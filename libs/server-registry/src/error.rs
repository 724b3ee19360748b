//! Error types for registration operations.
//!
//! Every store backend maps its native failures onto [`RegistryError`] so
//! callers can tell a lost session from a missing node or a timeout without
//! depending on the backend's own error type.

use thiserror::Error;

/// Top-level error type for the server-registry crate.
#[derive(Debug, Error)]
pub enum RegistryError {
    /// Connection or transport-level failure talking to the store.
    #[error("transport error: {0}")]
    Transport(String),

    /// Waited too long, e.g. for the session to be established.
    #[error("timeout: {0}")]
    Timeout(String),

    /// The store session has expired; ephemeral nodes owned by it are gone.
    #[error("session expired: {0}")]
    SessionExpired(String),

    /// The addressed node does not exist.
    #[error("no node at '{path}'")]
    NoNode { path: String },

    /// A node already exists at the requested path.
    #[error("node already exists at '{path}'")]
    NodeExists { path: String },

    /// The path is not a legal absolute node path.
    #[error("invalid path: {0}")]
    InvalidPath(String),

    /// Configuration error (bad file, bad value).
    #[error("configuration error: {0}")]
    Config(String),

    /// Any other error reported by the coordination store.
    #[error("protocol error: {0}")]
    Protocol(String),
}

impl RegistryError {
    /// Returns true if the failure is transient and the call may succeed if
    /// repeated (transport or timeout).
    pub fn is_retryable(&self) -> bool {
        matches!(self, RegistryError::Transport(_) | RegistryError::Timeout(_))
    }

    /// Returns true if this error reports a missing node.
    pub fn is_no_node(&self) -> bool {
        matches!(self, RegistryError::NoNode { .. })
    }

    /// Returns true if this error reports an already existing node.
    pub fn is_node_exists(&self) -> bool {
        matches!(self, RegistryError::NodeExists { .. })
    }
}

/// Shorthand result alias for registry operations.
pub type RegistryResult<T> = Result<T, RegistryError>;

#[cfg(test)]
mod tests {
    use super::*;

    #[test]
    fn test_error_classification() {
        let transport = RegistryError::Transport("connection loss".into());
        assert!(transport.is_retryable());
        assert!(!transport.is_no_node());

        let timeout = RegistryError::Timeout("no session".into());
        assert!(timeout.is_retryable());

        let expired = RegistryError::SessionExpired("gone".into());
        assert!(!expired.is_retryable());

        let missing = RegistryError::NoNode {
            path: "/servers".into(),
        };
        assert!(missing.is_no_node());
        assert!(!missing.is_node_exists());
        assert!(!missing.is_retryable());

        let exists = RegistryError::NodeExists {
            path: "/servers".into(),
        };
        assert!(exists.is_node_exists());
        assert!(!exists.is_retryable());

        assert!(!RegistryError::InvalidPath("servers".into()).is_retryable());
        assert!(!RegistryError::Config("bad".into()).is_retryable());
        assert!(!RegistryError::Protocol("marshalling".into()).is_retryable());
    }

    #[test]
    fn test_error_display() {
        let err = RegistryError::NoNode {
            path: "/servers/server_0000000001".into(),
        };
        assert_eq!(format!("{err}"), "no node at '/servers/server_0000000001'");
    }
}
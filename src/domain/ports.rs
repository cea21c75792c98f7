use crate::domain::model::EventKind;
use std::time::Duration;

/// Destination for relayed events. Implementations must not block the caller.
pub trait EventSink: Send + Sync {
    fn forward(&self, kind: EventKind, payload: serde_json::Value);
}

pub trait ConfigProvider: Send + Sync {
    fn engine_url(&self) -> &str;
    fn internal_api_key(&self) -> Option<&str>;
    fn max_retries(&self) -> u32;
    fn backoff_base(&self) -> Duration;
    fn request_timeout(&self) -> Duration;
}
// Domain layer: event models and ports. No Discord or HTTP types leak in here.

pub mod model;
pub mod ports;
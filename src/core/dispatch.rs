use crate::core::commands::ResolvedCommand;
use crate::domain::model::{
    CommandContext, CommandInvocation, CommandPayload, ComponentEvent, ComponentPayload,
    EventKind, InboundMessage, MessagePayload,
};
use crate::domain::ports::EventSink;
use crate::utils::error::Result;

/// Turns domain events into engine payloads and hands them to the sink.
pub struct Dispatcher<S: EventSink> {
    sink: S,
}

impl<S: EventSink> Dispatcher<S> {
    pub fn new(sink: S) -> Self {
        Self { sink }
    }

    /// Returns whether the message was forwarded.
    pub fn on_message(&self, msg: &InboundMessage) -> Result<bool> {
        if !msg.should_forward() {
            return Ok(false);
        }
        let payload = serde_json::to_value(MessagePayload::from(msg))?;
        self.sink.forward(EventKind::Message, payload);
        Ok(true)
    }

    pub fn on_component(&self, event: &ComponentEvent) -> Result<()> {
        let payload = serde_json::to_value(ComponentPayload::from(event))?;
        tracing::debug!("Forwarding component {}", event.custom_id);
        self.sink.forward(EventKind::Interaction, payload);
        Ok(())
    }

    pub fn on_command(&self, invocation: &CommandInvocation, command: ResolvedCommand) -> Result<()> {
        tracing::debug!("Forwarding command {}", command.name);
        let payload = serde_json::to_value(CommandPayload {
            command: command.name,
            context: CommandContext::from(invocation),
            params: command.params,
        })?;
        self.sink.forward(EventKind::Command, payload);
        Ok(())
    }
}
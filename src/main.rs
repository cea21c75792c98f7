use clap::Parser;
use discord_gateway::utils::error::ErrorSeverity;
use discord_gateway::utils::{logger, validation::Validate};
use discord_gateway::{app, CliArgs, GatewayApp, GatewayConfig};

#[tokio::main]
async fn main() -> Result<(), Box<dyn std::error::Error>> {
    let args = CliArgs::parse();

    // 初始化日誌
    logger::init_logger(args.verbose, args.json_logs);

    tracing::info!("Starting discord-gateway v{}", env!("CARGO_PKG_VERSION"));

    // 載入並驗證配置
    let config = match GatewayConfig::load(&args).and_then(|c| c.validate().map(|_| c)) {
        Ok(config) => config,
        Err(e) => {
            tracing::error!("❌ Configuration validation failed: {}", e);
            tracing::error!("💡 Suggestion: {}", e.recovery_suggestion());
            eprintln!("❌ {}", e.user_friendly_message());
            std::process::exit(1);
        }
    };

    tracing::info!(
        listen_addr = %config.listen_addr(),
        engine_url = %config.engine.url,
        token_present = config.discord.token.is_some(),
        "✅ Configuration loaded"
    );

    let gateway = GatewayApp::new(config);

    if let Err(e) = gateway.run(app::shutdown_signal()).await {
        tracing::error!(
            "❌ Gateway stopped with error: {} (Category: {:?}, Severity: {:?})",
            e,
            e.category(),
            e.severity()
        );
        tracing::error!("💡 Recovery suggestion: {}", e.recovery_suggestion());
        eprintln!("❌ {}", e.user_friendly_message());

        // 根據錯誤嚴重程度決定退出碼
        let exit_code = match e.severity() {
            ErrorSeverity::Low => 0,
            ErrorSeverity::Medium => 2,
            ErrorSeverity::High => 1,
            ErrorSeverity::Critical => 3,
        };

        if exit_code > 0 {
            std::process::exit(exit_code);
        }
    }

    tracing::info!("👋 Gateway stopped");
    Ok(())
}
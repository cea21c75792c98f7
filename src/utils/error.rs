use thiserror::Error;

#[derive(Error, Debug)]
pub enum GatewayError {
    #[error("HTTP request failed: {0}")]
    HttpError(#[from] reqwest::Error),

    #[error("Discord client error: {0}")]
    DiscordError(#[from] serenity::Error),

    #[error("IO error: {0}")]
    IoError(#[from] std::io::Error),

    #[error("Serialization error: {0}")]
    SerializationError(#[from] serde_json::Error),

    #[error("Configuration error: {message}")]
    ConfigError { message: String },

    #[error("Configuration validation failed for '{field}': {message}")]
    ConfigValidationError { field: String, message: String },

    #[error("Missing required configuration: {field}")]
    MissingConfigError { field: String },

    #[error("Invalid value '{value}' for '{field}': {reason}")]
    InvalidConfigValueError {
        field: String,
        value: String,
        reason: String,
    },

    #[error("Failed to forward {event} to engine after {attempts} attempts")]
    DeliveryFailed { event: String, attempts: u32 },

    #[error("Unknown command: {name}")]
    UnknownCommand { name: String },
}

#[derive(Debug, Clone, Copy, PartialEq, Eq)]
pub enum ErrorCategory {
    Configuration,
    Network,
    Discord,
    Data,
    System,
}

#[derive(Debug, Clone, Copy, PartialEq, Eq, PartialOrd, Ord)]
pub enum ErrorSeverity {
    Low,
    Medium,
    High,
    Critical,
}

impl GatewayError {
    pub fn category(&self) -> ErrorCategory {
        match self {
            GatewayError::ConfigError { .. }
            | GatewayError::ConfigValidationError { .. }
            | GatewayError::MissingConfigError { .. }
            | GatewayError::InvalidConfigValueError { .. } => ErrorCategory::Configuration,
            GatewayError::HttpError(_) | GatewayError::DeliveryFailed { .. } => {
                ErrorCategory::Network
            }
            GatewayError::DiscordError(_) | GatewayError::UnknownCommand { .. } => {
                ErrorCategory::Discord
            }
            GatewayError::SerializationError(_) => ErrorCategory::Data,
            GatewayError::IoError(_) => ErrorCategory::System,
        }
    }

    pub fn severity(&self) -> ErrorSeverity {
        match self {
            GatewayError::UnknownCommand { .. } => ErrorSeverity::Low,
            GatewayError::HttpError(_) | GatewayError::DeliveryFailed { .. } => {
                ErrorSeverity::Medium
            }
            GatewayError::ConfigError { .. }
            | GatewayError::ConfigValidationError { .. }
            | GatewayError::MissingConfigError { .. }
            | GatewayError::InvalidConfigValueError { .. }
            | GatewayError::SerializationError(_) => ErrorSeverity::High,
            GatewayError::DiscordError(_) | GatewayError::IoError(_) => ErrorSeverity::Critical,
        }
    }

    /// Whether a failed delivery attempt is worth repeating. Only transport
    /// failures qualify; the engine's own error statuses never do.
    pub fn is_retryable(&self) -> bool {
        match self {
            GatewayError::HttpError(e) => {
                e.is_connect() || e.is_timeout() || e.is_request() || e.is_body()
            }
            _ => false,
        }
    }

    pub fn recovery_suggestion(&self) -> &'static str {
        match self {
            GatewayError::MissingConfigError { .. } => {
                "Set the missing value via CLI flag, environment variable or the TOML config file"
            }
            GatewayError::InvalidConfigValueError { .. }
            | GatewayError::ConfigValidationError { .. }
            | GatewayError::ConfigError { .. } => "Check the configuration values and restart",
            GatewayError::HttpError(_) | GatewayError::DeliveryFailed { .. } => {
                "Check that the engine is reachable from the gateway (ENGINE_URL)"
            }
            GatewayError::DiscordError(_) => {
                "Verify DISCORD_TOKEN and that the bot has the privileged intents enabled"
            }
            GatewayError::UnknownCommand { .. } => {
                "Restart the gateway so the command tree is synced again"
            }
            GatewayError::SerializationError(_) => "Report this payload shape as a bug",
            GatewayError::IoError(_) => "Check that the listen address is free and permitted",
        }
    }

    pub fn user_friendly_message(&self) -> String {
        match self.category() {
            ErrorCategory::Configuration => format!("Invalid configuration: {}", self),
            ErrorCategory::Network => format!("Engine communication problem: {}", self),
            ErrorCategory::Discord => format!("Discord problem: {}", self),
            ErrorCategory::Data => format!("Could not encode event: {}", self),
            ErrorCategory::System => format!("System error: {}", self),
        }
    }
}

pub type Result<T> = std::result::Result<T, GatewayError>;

• • • • •

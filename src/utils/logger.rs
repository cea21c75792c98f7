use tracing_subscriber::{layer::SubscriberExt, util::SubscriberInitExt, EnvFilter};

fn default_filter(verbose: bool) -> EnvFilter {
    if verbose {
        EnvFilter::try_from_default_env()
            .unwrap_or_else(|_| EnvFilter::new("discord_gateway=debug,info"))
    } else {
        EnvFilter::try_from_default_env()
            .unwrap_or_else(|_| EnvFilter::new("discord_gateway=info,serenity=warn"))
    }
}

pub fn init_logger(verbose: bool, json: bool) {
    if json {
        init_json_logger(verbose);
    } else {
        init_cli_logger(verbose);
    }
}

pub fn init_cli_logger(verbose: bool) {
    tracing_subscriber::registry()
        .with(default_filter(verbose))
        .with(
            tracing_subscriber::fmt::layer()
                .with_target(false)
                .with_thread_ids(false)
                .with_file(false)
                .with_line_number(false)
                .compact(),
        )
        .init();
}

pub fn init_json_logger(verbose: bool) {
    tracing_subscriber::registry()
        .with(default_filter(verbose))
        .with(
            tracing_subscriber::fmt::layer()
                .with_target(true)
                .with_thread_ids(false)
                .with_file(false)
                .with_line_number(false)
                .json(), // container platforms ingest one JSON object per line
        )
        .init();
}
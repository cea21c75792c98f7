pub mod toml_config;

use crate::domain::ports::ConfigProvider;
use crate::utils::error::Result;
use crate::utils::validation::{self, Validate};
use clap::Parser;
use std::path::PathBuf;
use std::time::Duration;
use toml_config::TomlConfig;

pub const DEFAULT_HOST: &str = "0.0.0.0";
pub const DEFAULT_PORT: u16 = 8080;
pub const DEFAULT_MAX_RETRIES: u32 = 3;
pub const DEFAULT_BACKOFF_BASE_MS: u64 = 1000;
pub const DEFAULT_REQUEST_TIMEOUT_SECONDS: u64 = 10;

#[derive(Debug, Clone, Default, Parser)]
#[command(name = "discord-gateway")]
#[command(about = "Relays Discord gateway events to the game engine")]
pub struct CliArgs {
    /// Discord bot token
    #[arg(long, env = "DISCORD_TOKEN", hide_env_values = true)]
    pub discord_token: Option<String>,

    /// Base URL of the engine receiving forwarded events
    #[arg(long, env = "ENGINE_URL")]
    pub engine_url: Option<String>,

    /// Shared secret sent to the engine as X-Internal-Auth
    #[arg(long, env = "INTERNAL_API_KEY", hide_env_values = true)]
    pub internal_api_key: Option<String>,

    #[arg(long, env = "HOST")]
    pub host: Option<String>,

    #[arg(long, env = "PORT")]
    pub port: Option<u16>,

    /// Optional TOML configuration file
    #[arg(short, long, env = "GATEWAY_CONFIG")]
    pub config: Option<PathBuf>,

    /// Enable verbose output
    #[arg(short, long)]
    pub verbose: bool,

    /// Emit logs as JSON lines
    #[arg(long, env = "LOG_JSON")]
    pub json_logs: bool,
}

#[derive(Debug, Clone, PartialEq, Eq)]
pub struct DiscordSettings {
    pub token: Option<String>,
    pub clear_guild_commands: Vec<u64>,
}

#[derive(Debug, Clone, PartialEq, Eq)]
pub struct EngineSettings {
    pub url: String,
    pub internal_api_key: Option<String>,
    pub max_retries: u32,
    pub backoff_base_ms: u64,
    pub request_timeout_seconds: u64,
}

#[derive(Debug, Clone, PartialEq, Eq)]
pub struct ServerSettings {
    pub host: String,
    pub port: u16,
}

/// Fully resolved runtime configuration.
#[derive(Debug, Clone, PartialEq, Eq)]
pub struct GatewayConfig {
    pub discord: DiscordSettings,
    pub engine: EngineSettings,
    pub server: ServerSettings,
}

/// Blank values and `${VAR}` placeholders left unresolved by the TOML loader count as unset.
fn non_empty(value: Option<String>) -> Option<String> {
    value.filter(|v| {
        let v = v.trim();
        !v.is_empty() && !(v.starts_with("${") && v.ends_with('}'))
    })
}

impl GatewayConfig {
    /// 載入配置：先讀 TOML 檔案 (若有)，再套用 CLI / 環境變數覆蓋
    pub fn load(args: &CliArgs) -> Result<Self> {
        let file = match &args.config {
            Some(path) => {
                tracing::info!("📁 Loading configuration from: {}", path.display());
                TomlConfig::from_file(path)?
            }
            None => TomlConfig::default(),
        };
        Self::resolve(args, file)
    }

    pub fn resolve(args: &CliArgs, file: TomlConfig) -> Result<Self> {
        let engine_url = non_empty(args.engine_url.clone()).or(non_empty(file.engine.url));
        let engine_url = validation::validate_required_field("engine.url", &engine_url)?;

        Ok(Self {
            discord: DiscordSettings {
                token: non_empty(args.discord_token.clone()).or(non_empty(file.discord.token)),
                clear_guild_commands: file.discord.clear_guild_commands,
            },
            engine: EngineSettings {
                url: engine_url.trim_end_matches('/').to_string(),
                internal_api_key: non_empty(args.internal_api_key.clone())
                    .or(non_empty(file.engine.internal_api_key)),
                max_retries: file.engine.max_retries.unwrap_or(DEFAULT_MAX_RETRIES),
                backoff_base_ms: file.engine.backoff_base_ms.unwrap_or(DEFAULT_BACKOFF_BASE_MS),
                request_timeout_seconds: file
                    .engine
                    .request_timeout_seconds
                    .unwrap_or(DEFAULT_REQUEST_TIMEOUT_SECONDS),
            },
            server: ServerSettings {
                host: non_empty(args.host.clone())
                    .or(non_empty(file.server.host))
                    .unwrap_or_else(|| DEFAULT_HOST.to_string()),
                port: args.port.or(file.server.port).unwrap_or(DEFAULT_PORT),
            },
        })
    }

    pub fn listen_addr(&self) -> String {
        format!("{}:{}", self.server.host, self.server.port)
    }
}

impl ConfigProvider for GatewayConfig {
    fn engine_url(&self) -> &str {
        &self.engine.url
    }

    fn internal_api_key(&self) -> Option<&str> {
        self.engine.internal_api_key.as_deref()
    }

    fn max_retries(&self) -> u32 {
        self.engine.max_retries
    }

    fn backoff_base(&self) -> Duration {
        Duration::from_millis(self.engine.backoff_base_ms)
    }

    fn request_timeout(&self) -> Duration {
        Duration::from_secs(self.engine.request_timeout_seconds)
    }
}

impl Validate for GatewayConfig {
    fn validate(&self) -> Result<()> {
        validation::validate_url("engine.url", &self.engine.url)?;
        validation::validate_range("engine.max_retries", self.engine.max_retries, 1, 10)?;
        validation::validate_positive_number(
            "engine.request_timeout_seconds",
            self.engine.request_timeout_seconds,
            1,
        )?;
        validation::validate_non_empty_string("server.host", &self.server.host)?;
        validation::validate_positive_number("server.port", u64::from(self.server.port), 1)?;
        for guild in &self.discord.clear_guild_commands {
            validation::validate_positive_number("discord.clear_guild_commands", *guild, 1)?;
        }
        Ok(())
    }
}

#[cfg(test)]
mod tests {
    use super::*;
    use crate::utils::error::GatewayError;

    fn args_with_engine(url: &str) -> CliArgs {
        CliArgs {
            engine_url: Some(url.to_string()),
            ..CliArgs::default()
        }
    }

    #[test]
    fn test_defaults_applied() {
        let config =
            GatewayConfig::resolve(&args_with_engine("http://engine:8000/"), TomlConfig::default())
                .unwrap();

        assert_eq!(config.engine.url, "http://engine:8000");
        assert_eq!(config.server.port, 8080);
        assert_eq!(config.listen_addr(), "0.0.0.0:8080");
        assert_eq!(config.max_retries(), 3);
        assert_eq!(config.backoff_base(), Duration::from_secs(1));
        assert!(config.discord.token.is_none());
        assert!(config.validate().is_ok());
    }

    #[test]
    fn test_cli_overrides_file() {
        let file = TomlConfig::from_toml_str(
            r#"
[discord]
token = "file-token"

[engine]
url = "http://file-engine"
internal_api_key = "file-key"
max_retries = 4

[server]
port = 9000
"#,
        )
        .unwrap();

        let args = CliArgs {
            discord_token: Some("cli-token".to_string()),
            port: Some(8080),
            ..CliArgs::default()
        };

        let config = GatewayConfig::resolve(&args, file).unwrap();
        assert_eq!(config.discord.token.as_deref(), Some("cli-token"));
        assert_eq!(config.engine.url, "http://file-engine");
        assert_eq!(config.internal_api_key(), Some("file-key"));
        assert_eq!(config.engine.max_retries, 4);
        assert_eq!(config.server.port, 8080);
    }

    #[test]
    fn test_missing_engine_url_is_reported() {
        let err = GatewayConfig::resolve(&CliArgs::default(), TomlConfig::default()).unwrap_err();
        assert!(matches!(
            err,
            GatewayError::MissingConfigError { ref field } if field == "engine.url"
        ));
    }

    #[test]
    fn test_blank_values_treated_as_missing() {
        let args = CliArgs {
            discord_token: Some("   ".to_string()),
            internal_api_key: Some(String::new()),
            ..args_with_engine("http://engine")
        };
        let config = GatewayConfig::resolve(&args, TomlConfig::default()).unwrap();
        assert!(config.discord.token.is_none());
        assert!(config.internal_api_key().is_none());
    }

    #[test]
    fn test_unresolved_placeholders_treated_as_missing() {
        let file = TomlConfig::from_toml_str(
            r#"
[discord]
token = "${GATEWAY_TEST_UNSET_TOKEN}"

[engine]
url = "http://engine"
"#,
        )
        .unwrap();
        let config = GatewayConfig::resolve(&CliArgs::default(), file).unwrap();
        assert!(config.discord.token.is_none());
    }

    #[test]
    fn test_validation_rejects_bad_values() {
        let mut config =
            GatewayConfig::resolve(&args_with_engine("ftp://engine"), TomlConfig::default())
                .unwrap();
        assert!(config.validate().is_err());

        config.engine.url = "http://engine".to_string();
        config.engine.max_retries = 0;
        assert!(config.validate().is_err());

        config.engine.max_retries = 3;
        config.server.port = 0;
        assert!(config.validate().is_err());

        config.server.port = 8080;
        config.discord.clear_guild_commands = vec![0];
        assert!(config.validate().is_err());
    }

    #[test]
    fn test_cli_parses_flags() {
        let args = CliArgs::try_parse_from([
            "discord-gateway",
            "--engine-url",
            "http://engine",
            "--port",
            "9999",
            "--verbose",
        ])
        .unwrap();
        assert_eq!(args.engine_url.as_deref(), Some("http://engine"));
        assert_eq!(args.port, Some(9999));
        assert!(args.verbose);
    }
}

• • • • •

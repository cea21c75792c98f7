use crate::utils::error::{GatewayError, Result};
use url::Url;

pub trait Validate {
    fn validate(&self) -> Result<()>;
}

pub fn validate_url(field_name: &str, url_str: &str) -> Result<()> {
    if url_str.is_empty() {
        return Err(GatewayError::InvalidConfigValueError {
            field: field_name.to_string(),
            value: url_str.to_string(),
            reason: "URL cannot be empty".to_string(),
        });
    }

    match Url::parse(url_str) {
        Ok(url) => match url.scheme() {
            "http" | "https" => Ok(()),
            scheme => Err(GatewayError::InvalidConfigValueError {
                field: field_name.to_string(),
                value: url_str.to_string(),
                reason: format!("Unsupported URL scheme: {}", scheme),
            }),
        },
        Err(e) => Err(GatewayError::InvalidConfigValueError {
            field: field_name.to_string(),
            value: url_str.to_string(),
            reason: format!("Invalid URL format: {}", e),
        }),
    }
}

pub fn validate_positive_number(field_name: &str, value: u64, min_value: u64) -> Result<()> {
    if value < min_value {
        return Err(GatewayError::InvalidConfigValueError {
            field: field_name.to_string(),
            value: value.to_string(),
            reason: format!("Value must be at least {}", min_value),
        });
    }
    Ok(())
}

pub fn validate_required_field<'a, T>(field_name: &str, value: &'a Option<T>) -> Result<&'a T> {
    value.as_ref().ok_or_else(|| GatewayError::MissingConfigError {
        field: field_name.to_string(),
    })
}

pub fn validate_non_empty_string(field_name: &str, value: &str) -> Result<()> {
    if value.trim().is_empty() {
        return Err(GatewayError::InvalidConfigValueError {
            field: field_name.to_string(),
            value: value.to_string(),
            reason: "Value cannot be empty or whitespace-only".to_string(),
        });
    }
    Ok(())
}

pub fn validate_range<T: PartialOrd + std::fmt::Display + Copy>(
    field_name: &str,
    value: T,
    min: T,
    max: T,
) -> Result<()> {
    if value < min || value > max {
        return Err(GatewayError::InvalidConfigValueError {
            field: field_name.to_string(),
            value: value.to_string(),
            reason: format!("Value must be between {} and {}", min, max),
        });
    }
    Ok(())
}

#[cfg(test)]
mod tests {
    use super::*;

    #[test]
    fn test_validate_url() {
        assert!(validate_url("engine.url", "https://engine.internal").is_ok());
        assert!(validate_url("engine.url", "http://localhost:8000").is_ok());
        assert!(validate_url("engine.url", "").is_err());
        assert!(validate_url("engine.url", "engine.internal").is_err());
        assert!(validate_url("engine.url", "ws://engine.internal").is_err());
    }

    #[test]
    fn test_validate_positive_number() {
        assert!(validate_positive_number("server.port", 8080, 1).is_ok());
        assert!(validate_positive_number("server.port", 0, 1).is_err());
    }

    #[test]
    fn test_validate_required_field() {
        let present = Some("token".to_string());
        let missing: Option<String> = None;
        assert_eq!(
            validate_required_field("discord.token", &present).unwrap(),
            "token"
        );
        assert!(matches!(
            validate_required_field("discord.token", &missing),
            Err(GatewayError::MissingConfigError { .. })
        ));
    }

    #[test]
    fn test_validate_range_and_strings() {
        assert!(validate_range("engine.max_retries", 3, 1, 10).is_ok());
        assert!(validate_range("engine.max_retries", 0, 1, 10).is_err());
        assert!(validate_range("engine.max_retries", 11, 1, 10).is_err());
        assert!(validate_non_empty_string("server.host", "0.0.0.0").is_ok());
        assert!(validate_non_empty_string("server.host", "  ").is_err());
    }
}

• • • • •

What this task involves » Extract all lines of the records above that include "trait".

Result of the exercise »
pub trait EventSink: Send + Sync {
pub trait ConfigProvider: Send + Sync {
pub trait Validate {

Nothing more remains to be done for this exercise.